#### TASK STATEMENT:
Below are the records; copy exactly the stretch from the line containing "use crate::dialect::Dialect;" through the line containing "the condition compiler.", both ends included, and nothing else.

[Dataset records]
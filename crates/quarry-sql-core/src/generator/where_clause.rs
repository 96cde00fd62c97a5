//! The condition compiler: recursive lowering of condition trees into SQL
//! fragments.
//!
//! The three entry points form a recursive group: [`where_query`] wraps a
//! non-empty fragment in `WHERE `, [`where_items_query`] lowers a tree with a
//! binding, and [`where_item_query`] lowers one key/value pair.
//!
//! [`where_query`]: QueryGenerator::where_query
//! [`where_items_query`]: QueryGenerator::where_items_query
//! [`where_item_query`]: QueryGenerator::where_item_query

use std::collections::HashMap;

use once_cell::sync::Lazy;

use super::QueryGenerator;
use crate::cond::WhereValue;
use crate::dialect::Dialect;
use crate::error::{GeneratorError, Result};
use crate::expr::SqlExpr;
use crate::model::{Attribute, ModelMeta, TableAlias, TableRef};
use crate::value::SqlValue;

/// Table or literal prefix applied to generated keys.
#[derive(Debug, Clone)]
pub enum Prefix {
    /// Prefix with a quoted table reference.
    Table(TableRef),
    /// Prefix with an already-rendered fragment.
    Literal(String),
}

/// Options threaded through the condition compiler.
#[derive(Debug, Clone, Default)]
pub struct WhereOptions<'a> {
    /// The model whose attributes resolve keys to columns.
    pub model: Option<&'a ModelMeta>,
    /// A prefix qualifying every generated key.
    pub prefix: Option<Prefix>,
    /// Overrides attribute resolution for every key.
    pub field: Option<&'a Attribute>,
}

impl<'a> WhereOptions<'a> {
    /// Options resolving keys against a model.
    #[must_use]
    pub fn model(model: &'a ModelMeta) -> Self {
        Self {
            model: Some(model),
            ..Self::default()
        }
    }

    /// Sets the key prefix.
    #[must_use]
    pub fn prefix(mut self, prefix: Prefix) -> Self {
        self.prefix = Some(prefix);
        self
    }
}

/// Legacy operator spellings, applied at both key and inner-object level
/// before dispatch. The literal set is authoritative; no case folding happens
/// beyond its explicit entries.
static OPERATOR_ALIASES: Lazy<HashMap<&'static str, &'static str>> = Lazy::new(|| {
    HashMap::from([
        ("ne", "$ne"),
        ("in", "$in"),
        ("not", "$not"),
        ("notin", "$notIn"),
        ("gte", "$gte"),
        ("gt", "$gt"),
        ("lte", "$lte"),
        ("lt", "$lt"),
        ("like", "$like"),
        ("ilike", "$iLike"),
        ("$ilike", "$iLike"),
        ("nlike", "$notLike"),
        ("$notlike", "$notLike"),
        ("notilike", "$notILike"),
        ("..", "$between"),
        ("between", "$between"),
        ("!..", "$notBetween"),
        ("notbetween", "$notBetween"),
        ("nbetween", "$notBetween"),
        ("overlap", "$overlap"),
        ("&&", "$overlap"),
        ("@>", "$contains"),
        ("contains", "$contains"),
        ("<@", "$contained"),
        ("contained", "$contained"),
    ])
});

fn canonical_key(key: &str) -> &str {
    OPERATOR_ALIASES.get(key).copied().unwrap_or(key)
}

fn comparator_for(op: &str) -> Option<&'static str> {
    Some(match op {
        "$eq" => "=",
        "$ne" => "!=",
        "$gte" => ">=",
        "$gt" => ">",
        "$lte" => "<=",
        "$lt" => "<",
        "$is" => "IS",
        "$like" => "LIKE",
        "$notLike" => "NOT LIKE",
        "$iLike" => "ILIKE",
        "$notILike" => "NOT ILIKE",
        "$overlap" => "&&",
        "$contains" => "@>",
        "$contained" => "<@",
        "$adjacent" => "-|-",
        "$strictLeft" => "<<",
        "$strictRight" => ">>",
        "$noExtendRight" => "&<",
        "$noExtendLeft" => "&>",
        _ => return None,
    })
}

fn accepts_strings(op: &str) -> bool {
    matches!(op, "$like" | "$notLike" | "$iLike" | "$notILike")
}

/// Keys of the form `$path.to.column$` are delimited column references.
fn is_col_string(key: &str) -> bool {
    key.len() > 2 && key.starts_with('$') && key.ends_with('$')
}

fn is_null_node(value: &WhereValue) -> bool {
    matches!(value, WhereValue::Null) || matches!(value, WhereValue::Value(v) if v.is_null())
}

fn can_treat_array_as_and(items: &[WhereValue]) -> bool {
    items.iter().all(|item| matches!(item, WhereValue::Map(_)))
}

#### RESULT OF THE TASK:
use crate::dialect::Dialect;
use crate::error::{GeneratorError, Result};
use crate::expr::SqlExpr;
use crate::model::{Attribute, ModelMeta, TableAlias, TableRef};
use crate::value::SqlValue;

/// Table or literal prefix applied to generated keys.
#[derive(Debug, Clone)]
pub enum Prefix {
    /// Prefix with a quoted table reference.
    Table(TableRef),
    /// Prefix with an already-rendered fragment.
    Literal(String),
}

/// Options threaded through the condition compiler.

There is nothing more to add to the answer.